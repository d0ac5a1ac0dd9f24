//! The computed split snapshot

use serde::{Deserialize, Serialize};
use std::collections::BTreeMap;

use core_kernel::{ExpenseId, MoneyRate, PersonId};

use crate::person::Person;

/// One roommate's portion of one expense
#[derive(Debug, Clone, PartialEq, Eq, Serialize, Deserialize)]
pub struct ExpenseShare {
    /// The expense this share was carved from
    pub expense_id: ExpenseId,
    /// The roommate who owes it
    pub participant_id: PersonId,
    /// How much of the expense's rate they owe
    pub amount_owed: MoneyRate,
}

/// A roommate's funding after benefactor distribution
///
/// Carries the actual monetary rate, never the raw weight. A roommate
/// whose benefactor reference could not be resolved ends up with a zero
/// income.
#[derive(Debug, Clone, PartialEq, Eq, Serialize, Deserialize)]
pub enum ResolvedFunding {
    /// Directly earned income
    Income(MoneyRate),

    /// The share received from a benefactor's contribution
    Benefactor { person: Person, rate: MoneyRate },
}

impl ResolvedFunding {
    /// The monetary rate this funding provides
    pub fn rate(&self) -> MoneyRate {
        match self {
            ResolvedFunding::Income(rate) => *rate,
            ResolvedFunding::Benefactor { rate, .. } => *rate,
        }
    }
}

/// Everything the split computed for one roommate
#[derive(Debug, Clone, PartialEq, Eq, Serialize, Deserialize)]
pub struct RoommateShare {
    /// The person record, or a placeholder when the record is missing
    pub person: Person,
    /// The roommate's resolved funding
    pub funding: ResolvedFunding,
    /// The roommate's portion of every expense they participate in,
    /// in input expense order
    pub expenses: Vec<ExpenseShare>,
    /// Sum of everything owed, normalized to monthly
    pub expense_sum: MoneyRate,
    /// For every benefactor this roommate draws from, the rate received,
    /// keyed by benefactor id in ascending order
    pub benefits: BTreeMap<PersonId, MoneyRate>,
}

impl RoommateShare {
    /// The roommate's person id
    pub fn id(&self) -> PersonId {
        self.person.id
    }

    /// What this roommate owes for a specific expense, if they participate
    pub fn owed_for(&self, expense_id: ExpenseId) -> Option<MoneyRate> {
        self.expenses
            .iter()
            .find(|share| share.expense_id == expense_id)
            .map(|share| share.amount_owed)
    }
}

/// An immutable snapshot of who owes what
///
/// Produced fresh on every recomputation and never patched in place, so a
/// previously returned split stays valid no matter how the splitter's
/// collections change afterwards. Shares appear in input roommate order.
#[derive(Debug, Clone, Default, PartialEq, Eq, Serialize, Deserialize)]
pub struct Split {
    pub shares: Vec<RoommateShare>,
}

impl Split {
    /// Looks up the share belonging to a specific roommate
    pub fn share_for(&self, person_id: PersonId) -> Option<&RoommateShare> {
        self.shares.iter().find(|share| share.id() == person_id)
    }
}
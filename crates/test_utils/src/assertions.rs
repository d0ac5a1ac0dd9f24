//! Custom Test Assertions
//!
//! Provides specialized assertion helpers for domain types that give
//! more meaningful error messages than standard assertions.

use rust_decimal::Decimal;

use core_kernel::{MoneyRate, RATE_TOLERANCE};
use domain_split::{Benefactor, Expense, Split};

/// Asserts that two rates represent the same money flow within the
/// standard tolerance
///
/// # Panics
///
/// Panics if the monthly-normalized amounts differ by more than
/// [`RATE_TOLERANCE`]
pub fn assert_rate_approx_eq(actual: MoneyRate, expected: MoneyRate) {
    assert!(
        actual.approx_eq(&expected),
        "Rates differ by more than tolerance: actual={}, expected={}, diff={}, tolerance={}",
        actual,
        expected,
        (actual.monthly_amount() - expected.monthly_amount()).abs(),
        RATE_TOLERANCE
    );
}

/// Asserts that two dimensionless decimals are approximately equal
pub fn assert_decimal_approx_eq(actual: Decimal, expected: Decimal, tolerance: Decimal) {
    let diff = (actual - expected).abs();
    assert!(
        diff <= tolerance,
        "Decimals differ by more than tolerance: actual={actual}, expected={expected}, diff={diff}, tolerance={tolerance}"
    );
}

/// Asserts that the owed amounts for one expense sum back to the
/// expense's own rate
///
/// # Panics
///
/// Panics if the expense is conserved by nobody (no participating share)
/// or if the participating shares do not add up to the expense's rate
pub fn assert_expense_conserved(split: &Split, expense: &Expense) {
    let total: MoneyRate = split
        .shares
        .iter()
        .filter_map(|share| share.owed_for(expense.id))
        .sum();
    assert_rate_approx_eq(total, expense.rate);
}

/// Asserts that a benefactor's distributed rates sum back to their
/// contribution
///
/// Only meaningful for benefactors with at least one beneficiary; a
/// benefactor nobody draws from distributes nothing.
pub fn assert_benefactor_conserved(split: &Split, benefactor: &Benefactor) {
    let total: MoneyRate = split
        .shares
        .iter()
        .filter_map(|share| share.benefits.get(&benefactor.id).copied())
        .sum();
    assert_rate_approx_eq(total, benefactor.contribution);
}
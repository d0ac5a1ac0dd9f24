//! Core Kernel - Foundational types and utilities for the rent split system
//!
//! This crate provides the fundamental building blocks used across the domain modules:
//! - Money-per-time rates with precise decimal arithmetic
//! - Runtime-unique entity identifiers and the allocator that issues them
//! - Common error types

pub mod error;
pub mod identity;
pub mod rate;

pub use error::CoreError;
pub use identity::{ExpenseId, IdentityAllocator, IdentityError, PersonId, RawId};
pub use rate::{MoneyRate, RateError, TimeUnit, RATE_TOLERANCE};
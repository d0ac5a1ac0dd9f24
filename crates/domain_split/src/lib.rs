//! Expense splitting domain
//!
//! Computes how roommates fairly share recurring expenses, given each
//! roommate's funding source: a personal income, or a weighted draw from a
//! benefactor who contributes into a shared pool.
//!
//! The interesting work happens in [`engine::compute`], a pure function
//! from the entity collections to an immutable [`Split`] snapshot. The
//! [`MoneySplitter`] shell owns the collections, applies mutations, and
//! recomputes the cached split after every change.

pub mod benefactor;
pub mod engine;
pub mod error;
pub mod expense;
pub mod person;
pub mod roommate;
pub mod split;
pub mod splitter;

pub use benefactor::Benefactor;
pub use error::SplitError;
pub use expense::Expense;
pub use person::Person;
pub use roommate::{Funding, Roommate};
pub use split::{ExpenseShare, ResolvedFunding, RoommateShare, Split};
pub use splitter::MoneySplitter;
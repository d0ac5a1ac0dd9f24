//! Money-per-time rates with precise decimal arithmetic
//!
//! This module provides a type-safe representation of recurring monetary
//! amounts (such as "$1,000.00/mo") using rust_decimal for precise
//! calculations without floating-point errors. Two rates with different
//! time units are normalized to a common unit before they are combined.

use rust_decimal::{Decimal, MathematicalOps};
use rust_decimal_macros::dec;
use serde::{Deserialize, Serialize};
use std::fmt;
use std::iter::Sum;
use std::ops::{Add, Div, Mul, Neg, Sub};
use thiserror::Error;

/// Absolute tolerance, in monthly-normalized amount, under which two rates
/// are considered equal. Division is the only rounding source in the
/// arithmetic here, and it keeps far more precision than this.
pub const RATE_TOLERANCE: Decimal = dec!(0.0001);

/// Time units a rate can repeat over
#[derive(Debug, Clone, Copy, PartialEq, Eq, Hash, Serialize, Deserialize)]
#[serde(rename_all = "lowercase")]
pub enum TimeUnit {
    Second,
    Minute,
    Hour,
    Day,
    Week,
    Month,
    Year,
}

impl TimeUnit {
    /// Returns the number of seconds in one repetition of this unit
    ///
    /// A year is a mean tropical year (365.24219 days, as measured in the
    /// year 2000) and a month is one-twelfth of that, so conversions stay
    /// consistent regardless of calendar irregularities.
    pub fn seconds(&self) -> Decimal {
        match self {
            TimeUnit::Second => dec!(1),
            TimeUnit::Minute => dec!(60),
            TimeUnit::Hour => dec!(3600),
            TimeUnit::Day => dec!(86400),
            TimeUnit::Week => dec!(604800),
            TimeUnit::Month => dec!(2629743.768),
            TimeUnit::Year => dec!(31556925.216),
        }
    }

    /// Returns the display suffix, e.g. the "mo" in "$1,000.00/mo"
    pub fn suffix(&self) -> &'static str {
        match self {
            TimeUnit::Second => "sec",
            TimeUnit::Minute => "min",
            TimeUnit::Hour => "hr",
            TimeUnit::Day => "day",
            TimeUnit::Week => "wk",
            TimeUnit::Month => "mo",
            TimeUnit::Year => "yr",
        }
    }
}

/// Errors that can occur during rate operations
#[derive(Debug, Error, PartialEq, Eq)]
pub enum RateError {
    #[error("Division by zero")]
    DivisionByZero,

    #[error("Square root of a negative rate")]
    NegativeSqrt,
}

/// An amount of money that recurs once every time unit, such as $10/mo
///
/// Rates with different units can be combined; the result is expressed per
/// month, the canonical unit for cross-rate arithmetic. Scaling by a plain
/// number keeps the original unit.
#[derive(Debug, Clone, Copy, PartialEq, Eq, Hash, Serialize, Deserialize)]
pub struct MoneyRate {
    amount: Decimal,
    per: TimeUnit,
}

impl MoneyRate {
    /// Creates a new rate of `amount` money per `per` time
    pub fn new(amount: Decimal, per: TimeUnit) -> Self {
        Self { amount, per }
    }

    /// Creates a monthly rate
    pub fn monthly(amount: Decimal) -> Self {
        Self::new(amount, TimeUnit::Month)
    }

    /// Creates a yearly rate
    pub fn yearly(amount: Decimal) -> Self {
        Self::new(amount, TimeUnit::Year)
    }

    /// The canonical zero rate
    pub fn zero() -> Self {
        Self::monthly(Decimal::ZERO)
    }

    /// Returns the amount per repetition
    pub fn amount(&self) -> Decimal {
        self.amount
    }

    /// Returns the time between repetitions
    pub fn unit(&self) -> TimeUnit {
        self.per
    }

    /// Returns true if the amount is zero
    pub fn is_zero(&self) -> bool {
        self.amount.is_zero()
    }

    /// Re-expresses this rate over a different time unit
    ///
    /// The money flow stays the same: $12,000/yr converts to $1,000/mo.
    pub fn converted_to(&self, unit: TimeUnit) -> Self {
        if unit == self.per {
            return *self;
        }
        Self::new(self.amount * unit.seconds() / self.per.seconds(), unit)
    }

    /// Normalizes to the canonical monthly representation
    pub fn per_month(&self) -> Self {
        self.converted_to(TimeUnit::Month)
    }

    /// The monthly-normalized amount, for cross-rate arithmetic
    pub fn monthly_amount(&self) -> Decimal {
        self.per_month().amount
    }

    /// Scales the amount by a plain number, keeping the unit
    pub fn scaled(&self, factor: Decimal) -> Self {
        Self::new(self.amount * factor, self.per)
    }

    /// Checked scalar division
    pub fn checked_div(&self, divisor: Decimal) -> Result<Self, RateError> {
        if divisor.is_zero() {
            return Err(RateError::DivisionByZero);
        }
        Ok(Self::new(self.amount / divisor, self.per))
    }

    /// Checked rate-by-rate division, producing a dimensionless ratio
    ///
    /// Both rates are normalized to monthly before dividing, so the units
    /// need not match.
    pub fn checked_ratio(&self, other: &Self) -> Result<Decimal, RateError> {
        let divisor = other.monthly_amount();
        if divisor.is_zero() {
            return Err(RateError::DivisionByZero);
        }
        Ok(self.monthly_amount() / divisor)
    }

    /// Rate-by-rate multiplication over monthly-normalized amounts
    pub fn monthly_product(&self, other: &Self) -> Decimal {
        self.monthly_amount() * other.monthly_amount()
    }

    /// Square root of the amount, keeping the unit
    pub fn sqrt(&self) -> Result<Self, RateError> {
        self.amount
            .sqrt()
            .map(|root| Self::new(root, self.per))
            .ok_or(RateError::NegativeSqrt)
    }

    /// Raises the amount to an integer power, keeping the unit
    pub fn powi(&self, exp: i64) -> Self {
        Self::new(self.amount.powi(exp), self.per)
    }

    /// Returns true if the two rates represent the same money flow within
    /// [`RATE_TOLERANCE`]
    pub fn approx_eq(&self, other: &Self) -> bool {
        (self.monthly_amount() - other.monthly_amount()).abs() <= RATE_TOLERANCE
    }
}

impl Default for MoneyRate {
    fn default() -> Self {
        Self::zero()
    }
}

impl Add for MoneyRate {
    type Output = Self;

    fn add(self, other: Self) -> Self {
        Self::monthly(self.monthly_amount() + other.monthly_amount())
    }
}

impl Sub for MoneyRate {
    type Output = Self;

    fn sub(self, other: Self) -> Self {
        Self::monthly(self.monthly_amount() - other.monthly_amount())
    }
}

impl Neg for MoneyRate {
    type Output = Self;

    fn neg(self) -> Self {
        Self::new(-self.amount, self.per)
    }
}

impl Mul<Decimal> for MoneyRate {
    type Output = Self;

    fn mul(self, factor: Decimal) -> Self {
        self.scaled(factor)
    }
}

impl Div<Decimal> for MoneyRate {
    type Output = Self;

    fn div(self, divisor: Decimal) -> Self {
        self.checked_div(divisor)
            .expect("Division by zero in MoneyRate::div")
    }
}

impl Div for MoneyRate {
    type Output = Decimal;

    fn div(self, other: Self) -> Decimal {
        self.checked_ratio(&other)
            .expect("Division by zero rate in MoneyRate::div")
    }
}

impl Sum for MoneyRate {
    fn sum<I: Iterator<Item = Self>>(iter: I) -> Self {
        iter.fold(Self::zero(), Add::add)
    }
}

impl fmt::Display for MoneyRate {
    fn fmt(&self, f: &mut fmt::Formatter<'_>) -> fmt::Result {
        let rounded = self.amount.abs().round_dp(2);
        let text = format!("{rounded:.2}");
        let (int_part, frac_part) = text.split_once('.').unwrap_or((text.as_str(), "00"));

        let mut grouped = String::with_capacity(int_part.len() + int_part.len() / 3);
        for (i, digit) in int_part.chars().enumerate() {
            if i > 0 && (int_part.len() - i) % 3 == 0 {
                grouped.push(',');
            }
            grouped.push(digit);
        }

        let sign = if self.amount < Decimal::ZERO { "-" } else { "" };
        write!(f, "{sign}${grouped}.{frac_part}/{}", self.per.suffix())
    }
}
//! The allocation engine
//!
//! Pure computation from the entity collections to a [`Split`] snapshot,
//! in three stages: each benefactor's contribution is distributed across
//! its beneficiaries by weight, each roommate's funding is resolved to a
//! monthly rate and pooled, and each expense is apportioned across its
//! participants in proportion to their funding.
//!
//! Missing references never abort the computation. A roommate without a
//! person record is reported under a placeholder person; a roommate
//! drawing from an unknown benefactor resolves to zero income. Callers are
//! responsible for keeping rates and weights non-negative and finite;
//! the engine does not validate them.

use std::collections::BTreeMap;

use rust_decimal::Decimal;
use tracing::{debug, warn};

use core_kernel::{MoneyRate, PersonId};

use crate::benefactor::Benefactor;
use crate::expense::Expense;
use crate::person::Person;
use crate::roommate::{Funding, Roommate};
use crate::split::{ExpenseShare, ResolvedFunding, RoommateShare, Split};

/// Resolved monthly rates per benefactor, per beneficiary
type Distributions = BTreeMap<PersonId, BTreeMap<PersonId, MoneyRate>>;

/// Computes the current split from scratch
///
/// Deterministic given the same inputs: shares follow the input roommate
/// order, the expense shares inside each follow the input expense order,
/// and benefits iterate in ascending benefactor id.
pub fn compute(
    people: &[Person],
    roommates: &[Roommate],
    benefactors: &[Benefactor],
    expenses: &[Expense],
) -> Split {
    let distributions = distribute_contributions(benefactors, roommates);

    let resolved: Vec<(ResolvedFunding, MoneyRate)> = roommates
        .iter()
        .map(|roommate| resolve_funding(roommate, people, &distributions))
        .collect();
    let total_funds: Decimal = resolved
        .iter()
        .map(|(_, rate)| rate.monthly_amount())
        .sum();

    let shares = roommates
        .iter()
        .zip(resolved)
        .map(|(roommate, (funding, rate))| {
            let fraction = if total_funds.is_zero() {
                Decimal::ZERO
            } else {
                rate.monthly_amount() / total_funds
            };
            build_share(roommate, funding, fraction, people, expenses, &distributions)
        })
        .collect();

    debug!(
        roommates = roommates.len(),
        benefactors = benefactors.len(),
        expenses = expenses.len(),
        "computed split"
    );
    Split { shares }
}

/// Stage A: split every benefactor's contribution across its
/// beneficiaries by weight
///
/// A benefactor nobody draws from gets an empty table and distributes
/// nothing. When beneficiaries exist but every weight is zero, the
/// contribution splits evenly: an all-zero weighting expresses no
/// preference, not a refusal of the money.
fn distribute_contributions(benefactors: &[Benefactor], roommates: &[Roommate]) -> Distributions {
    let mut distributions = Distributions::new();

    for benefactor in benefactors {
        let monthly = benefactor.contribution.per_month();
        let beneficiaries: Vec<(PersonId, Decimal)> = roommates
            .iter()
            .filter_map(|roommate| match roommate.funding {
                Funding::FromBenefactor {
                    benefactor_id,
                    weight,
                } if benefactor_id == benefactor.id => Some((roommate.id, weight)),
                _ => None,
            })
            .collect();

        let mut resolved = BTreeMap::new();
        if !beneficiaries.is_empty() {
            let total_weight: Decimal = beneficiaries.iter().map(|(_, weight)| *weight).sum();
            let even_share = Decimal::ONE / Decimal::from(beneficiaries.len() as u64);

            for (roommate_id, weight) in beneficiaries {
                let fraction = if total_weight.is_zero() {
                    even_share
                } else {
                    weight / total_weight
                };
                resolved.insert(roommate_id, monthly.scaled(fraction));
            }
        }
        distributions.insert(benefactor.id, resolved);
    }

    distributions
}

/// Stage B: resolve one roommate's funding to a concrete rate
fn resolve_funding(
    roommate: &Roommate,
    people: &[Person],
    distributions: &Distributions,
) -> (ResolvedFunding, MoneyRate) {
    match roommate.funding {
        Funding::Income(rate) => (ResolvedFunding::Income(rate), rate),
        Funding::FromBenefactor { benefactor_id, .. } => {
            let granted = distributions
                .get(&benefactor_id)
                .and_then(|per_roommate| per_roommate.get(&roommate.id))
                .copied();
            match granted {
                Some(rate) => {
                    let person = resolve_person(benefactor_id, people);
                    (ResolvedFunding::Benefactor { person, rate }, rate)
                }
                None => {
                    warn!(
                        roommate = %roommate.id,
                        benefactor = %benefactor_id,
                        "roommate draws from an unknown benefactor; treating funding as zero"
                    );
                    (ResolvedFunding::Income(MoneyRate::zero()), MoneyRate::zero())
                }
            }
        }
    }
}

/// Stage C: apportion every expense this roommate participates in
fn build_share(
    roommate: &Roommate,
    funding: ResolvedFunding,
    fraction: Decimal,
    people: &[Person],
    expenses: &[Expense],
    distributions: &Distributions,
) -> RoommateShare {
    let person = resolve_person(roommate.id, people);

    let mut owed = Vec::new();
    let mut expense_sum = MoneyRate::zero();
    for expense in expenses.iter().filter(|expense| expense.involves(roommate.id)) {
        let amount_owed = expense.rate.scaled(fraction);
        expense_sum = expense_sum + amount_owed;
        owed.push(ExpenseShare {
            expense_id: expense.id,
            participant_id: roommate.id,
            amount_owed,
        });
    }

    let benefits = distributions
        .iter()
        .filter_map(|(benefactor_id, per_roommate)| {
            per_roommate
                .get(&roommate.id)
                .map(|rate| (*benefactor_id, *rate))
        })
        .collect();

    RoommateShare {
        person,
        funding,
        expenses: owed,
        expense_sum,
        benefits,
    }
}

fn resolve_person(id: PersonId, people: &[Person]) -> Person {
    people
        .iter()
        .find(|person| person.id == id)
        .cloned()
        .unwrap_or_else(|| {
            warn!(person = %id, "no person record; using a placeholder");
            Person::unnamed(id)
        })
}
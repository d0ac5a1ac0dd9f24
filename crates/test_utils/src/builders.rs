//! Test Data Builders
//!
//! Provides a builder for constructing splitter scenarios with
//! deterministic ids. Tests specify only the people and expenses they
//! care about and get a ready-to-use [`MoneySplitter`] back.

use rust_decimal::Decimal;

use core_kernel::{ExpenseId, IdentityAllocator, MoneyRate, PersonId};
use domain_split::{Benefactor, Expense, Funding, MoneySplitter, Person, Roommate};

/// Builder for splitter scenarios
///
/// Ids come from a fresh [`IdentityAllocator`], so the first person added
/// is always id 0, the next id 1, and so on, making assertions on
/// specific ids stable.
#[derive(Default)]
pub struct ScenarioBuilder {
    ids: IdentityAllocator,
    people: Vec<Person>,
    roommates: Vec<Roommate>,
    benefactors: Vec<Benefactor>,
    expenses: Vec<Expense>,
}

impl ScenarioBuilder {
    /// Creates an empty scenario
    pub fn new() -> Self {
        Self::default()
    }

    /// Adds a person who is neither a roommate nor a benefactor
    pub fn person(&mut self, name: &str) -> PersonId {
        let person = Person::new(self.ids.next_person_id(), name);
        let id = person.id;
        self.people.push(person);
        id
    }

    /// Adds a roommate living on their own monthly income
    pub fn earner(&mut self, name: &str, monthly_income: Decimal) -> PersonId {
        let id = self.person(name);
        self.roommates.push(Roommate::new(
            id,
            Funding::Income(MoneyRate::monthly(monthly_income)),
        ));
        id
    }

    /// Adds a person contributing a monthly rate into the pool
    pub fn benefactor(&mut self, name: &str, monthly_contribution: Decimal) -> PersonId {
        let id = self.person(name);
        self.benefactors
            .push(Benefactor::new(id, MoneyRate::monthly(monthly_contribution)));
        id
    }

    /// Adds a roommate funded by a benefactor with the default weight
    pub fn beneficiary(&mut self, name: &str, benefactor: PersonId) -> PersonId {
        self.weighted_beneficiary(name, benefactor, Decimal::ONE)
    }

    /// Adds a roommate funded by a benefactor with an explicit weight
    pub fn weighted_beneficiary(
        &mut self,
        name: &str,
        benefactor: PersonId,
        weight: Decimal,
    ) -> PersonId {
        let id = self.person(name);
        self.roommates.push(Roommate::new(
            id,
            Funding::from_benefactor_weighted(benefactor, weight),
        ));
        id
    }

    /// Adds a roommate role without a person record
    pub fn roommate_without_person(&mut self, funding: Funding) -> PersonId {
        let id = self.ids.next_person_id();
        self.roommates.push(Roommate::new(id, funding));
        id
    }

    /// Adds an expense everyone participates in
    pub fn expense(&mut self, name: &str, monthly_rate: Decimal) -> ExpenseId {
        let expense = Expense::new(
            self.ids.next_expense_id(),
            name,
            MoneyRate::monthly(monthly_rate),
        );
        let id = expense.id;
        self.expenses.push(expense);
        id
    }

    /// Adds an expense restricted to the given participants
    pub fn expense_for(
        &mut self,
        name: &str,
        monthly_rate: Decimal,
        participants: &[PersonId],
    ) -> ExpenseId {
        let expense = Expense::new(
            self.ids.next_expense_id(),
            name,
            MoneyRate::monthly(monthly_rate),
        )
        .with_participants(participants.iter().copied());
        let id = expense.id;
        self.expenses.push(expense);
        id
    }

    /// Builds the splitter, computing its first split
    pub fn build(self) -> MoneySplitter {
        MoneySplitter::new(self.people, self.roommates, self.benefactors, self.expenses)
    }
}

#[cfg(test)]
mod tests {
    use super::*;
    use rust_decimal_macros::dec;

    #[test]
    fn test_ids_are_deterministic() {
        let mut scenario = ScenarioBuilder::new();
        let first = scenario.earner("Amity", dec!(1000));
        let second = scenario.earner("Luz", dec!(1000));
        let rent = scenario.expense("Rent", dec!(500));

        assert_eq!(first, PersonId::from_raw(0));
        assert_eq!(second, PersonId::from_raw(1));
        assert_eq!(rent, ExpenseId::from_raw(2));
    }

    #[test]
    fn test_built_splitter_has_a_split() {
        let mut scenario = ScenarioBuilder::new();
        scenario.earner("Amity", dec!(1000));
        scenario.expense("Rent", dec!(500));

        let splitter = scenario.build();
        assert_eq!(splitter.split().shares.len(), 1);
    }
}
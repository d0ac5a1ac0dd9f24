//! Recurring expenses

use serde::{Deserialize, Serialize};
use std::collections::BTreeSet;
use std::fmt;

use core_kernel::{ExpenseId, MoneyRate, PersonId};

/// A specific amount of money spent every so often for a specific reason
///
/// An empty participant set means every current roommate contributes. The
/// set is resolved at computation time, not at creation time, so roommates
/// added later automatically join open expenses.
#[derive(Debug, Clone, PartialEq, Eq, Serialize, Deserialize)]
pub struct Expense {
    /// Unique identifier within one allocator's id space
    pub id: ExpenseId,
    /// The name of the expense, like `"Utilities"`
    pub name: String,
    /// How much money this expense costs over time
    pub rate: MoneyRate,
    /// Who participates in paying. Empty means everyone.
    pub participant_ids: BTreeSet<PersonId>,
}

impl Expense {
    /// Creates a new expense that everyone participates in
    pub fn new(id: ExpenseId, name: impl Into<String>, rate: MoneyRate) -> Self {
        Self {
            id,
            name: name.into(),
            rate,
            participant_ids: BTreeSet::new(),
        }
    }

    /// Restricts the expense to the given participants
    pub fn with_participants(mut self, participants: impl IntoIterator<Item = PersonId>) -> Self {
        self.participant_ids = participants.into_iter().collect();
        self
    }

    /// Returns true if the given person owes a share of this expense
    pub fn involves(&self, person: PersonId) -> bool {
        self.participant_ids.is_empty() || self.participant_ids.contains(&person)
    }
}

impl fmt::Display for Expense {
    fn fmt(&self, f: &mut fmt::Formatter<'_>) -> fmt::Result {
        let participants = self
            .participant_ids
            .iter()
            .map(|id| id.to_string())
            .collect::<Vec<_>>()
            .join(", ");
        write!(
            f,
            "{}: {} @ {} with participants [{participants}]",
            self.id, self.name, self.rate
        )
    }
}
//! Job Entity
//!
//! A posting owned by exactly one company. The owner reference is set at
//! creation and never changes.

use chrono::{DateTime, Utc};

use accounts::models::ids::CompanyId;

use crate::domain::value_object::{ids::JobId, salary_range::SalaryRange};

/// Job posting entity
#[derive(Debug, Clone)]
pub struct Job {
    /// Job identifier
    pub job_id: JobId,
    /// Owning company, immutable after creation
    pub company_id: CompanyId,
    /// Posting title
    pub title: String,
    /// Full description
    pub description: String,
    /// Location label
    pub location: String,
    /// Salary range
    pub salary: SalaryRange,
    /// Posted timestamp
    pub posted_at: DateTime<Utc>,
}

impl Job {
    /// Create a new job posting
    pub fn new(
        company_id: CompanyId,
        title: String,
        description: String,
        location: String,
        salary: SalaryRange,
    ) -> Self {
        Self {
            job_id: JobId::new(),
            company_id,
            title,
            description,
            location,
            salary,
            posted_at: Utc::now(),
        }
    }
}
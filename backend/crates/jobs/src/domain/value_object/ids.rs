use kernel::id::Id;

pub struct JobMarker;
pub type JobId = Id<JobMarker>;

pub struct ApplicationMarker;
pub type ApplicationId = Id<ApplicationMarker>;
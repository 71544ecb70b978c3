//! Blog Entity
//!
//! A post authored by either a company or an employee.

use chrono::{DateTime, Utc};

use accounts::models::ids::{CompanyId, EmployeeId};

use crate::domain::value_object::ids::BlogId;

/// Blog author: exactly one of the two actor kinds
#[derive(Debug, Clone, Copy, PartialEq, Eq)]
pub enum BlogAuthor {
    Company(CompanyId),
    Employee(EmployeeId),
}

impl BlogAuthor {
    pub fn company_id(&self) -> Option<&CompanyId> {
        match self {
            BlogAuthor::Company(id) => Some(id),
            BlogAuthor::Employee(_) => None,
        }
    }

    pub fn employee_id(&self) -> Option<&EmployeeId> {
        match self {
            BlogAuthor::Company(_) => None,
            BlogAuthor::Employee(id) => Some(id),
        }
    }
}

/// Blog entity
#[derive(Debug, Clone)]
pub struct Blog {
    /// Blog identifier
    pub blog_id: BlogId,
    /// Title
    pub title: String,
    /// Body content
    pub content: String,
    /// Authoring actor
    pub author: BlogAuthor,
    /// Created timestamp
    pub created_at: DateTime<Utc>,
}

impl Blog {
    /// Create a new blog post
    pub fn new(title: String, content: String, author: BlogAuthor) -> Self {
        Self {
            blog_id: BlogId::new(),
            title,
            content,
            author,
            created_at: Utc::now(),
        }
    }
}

* WHAT YOU ARE ASKED TO DO *
In the entries above, one line contains "share.expense_id == expense_id)" and another contains "a specific roommate". Reproduce exactly those two lines and the lines between them, nothing else.

* REPLY *
            .find(|share| share.expense_id == expense_id)
            .map(|share| share.amount_owed)
    }
}

/// An immutable snapshot of who owes what
///
/// Produced fresh on every recomputation and never patched in place, so a
/// previously returned split stays valid no matter how the splitter's
/// collections change afterwards. Shares appear in input roommate order.
#[derive(Debug, Clone, Default, PartialEq, Eq, Serialize, Deserialize)]
pub struct Split {
    pub shares: Vec<RoommateShare>,
}

impl Split {
    /// Looks up the share belonging to a specific roommate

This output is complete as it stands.